Mention of “the first symptoms of a worsening of the antisocialist mood and of the criticism leveled against the USSR” in Czechoslovakia can be found, according to the Russian historian Ol’ga Pavlenko, in a report of 22 November 1966, filed by the Department of Liaison with the Communist and Workers’ Parties. The report was signed by Yuri Andropov, secretary of the CC CPSU from 1962 and formerly the head of that department. Shortly afterwards, Andropov was made head of the KGB. Moscow’s focus on the crisis in Prague had reached a critical stage after Novotný’s dismissal, and the Kremlin started monitoring Czechoslovakia closely, with Andropov serving as a member of all commissions dealing with the situation in the ČSSR. “KGB chief Andropov,” asserts Russian historian Nikita Petrov, “played an important role in all discussions on Czechoslovakia.”
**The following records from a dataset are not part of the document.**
//! Peer connection: discovery, session establishment, binary broadcast
//!
//! [`PeerConnection`] drives a [`Transport`]'s advertise/browse/invite/send
//! surface and normalizes its session events into the three-state
//! [`ConnectionStatus`] model. Inbound bytes are forwarded verbatim; the
//! connection never interprets payload content.

use std::collections::HashMap;
use std::sync::atomic::{AtomicBool, Ordering};
use std::sync::Arc;
use std::time::Duration;

use serde::{Deserialize, Serialize};
use smallvec::SmallVec;
use tokio::sync::{mpsc, Mutex};
use tracing::{debug, info, warn};

use crate::config::MeshConfig;
use crate::errors::TransportError;
use crate::frame::StatusEvent;
use crate::protected::Protected;
use crate::transport::{SessionState, Transport, TransportEvent};
use crate::types::PeerId;
use crate::Result;

// ----------------------------------------------------------------------------
// Connection Status
// ----------------------------------------------------------------------------

/// Aggregate discoverability/session state for one remote peer.
///
/// Every newly-seen peer starts `Disconnected`; transitions follow
/// `Disconnected -> Advertising -> Connected` and back to `Disconnected`
/// on loss.
#[derive(Debug, Clone, Copy, PartialEq, Eq, Serialize, Deserialize)]
pub enum ConnectionStatus {
    Disconnected,
    Advertising,
    Connected,
}

impl ConnectionStatus {
    /// Rendered description of the transition, if it has one.
    ///
    /// Only joins and leaves are worth showing; the transitional state
    /// carries no text.
    pub fn display_text(&self) -> Option<&'static str> {
        match self {
            ConnectionStatus::Connected => Some("joined"),
            ConnectionStatus::Disconnected => Some("left"),
            ConnectionStatus::Advertising => None,
        }
    }

    fn from_session(state: SessionState) -> Self {
        match state {
            SessionState::NotConnected => ConnectionStatus::Disconnected,
            SessionState::Connecting => ConnectionStatus::Advertising,
            SessionState::Connected => ConnectionStatus::Connected,
        }
    }
}

// ----------------------------------------------------------------------------
// Inbound Data
// ----------------------------------------------------------------------------

/// Raw bytes received from a connected peer, forwarded verbatim
#[derive(Debug)]
pub struct InboundData {
    pub peer: PeerId,
    pub bytes: Vec<u8>,
}

// ----------------------------------------------------------------------------
// Peer Connection
// ----------------------------------------------------------------------------

struct ConnectionState {
    /// Last known status per seen peer
    statuses: HashMap<PeerId, ConnectionStatus>,
    /// Status observers; a dead receiver is dropped on next emit
    observers: Vec<mpsc::UnboundedSender<StatusEvent>>,
}

/// Owns peer discovery/advertisement and the logical session with currently
/// connected peers.
///
/// Created once per process session; lives for the lifetime of the owning
/// network service. Must be created inside a tokio runtime.
pub struct PeerConnection {
    local_peer: PeerId,
    invite_timeout: Duration,
    transport: Arc<Mutex<Box<dyn Transport>>>,
    shared: Protected<ConnectionState>,
    inbound_tx: mpsc::UnboundedSender<InboundData>,
    inbound_rx: std::sync::Mutex<Option<mpsc::UnboundedReceiver<InboundData>>>,
    started: AtomicBool,
}

impl PeerConnection {
    /// Create a connection over the given transport.
    ///
    /// The local peer identifier comes from `config.display_name`, or is
    /// random when unset.
    pub fn new(config: MeshConfig, transport: Box<dyn Transport>) -> Self {
        let local_peer = config
            .display_name
            .clone()
            .map(PeerId::new)
            .unwrap_or_else(PeerId::random);
        debug!(peer = %local_peer, service = %config.service_name, "created connection");

        let (inbound_tx, inbound_rx) = mpsc::unbounded_channel();
        Self {
            local_peer,
            invite_timeout: config.invite_timeout(),
            transport: Arc::new(Mutex::new(transport)),
            shared: Protected::new(ConnectionState {
                statuses: HashMap::new(),
                observers: Vec::new(),
            }),
            inbound_tx,
            inbound_rx: std::sync::Mutex::new(Some(inbound_rx)),
            started: AtomicBool::new(false),
        }
    }

    /// This device's peer identifier
    pub fn local_peer(&self) -> &PeerId {
        &self.local_peer
    }

    /// Begin simultaneous peer advertisement and discovery.
    ///
    /// Idempotent: a second call is a traced no-op.
    pub async fn start(&self) -> Result<()> {
        if self.started.swap(true, Ordering::SeqCst) {
            debug!(peer = %self.local_peer, "start called on a running connection");
            return Ok(());
        }

        let events = {
            let mut transport = self.transport.lock().await;
            match transport.start().await {
                Ok(()) => transport.take_events(),
                Err(error) => {
                    // A failed start must leave the connection startable.
                    self.started.store(false, Ordering::SeqCst);
                    return Err(error);
                }
            }
        };
        let events = match events {
            Some(events) => events,
            None => {
                self.started.store(false, Ordering::SeqCst);
                return Err(TransportError::EventStreamClosed.into());
            }
        };

        tokio::spawn(run_event_loop(
            self.local_peer.clone(),
            self.invite_timeout,
            Arc::clone(&self.transport),
            self.shared.clone(),
            self.inbound_tx.clone(),
            events,
        ));
        info!(peer = %self.local_peer, "connection started");
        Ok(())
    }

    /// Stop advertising, browsing, and all sessions
    pub async fn stop(&self) -> Result<()> {
        if !self.started.swap(false, Ordering::SeqCst) {
            return Ok(());
        }
        let mut transport = self.transport.lock().await;
        transport.stop().await
    }

    /// Register a status observer.
    ///
    /// Every session transition for any peer is delivered exactly once per
    /// observer. Observers hold a non-owning relation to the connection;
    /// dropping the receiver ends the registration.
    pub async fn subscribe_status(&self) -> mpsc::UnboundedReceiver<StatusEvent> {
        let (tx, rx) = mpsc::unbounded_channel();
        self.shared
            .write(move |state| state.observers.push(tx))
            .await;
        rx
    }

    /// Take the inbound data stream; yields `None` after the first call
    pub fn take_inbound(&self) -> Option<mpsc::UnboundedReceiver<InboundData>> {
        self.inbound_rx.lock().expect("inbound receiver lock").take()
    }

    /// Send bytes to every currently connected peer.
    ///
    /// Completes successfully with the payload echoed back when no peers
    /// are connected; a transport failure surfaces once per call, without
    /// retry or per-peer reporting.
    pub async fn broadcast(&self, bytes: Vec<u8>) -> Result<Vec<u8>> {
        let peers = self.connected_peers().await;
        if peers.is_empty() {
            debug!(peer = %self.local_peer, "broadcast with no connected peers");
            return Ok(bytes);
        }
        let mut transport = self.transport.lock().await;
        transport.send(&peers, &bytes).await?;
        debug!(peer = %self.local_peer, count = peers.len(), "broadcast sent");
        Ok(bytes)
    }

    /// Peers currently in the `Connected` state
    pub async fn connected_peers(&self) -> SmallVec<[PeerId; 8]> {
        self.shared
            .read(|state| {
                state
                    .statuses
                    .iter()
                    .filter(|(_, status)| **status == ConnectionStatus::Connected)
                    .map(|(peer, _)| peer.clone())
                    .collect()
            })
            .await
    }

    /// Last known status for a peer; `Disconnected` when never seen
    pub async fn status_of(&self, peer: &PeerId) -> ConnectionStatus {
        self.shared
            .read(|state| {
                state
                    .statuses
                    .get(peer)
                    .copied()
                    .unwrap_or(ConnectionStatus::Disconnected)
            })
            .await
    }
}

// ----------------------------------------------------------------------------
// Event Loop
// ----------------------------------------------------------------------------

async fn run_event_loop(
    local_peer: PeerId,
    invite_timeout: Duration,
    transport: Arc<Mutex<Box<dyn Transport>>>,
    shared: Protected<ConnectionState>,
    inbound: mpsc::UnboundedSender<InboundData>,
    mut events: mpsc::UnboundedReceiver<TransportEvent>,
) {
    while let Some(event) = events.recv().await {
        match event {
            TransportEvent::PeerFound { peer } => {
                let seen = shared
                    .read(|state| state.statuses.contains_key(&peer))
                    .await;
                if seen {
                    continue;
                }
                // First sight: record the initial state and invite the peer
                // into the shared session.
                let recorded = peer.clone();
                shared
                    .write(move |state| {
                        state
                            .statuses
                            .insert(recorded, ConnectionStatus::Disconnected);
                    })
                    .await;
                debug!(local = %local_peer, %peer, "found peer, inviting");
                let mut transport = transport.lock().await;
                if let Err(error) = transport.invite(&peer, invite_timeout).await {
                    warn!(local = %local_peer, %peer, %error, "invitation failed");
                }
            }
            TransportEvent::PeerLost { peer } => {
                debug!(local = %local_peer, %peer, "lost peer");
            }
            TransportEvent::InvitationReceived { peer, reply } => {
                // Trust-all policy: every invitation on the local mesh is
                // accepted. Known limitation, there is no authorization step.
                info!(local = %local_peer, %peer, "accepting invitation");
                let _ = reply.send(true);
            }
            TransportEvent::SessionChanged { peer, state } => {
                let status = ConnectionStatus::from_session(state);
                let recorded = peer.clone();
                shared
                    .write(move |state| {
                        state.statuses.insert(recorded, status);
                    })
                    .await;
                // Emitted after the write is visible, once per transition
                // and observer.
                let observers = shared.read(|state| state.observers.clone()).await;
                let event = StatusEvent { peer, status };
                let mut any_closed = false;
                for observer in &observers {
                    if observer.send(event.clone()).is_err() {
                        any_closed = true;
                    }
                }
                if any_closed {
                    shared
                        .write(|state| state.observers.retain(|tx| !tx.is_closed()))
                        .await;
                }
            }
            TransportEvent::DataReceived { peer, bytes } => {
                let _ = inbound.send(InboundData { peer, bytes });
            }
        }
    }
    debug!(local = %local_peer, "connection event loop ended");
}

// ----------------------------------------------------------------------------
// Tests
// ----------------------------------------------------------------------------
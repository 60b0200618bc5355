//! CLI error type

use thiserror::Error;

#[derive(Debug, Error)]
pub enum CliError {
    #[error("I/O error: {0}")]
    Io(#[from] std::io::Error),

    #[error("configuration error: {0}")]
    Config(#[from] toml::de::Error),

    #[error("mesh error: {0}")]
    Mesh(#[from] meshchat_core::MeshError),
}

pub type Result<T> = std::result::Result<T, CliError>;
After the withdrawal of the Soviet advisers of the Czechoslovak state security services from the country, Moscow was forced to switch to a new ball game. Nikolai Semyonov, a counterespionage cadre officer, was recalled from Estonia to Moscow for a half-year briefing in the First Chief Directorate to equip him for his mission in Prague. The KGB continued to be the hub for gathering the most diverse kinds of information on the ČSSR. An analysis in May 1967, which was based primarily on information from the Czechoslovak Ministry of the Interior, concluded that widespread discontent was due above all to mistakes in the economic reforms. This first set off alarm bells in the KGB. 73

In the following months, the debate centering on freedom of expression in the media became more and more prominent in the KGB’s analyses, focusing on one of the root causes of all ills. Since 1964, Jiří Pelikan, the head of Czechoslovak National Television, had been producing in cooperation with ORF, the Austrian National Television corporation, a program called Stadtgespräche Wien-Prag . These lively “city communications” between Vienna and Prague were a historic first, featuring uncensored, live TV conversations across the Iron Curtain on a wide variety of topics.